▶ _What you will do_:
Transcribe the data below verbatim from the line with "pub fn is_shutdown(&self)" to the line with "let notified = self.notify.notified();". Include both of those lines.

Stored data entries:
★ ★ ★ ★ ★

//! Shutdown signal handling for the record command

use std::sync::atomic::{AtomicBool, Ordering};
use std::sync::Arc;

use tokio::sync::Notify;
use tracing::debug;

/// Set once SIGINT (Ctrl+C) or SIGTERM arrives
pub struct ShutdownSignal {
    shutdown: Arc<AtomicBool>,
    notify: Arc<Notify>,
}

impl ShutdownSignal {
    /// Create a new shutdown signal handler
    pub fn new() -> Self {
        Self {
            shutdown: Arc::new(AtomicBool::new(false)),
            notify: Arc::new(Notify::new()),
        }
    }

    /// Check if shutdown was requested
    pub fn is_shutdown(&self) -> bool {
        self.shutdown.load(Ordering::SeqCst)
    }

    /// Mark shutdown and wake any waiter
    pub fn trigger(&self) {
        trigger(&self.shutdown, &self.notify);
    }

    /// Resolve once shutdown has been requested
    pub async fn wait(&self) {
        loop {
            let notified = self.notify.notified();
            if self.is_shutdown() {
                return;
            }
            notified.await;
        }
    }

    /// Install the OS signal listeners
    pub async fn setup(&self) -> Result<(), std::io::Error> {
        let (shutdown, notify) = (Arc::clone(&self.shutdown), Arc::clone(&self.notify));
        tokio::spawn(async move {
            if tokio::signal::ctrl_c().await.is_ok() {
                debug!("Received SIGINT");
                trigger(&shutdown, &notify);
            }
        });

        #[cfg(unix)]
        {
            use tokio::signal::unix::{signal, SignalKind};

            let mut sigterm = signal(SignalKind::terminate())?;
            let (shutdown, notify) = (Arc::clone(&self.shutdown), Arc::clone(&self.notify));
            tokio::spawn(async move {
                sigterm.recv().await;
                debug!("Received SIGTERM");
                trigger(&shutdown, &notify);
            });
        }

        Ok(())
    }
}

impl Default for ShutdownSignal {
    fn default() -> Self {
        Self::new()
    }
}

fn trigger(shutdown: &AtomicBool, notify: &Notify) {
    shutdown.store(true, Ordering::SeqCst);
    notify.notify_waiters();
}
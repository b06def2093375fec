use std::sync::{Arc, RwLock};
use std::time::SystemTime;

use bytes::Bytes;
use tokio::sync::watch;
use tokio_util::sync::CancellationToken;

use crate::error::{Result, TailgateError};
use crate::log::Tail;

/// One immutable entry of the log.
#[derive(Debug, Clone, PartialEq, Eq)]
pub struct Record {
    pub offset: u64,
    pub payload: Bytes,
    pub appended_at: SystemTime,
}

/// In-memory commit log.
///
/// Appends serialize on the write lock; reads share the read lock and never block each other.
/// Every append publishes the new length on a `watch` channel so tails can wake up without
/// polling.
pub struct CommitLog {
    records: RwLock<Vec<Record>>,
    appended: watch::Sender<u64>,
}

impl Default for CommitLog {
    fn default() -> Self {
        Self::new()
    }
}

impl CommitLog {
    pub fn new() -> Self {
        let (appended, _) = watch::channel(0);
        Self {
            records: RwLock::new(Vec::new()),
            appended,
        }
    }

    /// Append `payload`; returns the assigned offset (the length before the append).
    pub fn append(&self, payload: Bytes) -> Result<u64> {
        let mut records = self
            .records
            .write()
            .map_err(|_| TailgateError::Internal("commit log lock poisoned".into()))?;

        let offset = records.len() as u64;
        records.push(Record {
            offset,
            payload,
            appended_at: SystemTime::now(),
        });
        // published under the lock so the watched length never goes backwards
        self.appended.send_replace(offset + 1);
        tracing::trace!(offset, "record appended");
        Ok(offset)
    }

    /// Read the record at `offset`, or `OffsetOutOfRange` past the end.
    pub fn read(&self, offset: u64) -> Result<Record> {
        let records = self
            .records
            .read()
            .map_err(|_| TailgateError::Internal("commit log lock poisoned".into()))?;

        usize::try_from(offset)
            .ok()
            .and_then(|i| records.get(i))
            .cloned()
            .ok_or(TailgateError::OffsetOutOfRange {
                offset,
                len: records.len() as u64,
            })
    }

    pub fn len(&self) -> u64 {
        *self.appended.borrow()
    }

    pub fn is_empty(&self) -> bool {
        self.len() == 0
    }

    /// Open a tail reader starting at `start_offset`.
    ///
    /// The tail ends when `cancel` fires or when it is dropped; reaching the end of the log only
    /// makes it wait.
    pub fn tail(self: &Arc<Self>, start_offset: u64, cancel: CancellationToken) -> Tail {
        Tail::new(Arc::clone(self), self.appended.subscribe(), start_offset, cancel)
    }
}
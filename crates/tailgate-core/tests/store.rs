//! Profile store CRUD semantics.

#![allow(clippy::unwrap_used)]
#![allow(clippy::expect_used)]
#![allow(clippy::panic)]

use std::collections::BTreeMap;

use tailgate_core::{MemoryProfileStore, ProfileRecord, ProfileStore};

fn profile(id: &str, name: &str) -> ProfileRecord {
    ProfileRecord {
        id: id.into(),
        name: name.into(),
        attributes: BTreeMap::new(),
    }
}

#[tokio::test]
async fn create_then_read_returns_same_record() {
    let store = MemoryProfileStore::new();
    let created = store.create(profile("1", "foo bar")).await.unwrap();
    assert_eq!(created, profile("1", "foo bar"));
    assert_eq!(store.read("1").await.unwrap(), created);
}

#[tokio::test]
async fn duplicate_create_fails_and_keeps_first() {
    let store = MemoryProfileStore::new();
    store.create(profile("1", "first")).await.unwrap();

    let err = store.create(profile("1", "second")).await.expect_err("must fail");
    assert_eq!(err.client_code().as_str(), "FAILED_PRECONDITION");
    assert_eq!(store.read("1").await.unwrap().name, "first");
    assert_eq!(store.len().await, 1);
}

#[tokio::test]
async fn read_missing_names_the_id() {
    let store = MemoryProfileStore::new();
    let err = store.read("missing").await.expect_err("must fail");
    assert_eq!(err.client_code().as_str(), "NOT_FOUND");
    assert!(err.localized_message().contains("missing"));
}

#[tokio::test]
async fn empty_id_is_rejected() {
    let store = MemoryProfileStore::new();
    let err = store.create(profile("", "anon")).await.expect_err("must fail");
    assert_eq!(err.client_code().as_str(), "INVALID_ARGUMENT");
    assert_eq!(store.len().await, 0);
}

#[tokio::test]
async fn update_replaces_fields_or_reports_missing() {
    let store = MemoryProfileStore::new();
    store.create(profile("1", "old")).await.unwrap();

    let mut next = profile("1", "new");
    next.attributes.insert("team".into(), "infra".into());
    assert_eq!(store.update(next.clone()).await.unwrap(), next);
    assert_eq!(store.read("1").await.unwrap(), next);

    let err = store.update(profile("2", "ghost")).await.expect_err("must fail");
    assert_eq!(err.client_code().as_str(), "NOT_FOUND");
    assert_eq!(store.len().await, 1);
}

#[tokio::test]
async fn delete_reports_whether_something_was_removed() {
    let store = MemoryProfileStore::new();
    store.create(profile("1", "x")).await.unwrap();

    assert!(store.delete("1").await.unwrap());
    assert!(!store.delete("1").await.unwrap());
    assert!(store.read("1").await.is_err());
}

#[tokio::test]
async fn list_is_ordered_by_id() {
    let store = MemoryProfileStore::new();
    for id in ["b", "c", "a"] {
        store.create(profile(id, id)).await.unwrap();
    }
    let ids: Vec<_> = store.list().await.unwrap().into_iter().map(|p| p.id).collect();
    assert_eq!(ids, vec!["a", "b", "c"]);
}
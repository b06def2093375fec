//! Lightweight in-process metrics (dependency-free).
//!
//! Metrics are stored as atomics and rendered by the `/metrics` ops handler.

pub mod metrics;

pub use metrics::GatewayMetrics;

★ ★ ★ ★ ★

▶ _Written reply_:
    pub fn is_shutdown(&self) -> bool {
        self.shutdown.load(Ordering::SeqCst)
    }

    /// Mark shutdown and wake any waiter
    pub fn trigger(&self) {
        trigger(&self.shutdown, &self.notify);
    }

    /// Resolve once shutdown has been requested
    pub async fn wait(&self) {
        loop {
            let notified = self.notify.notified();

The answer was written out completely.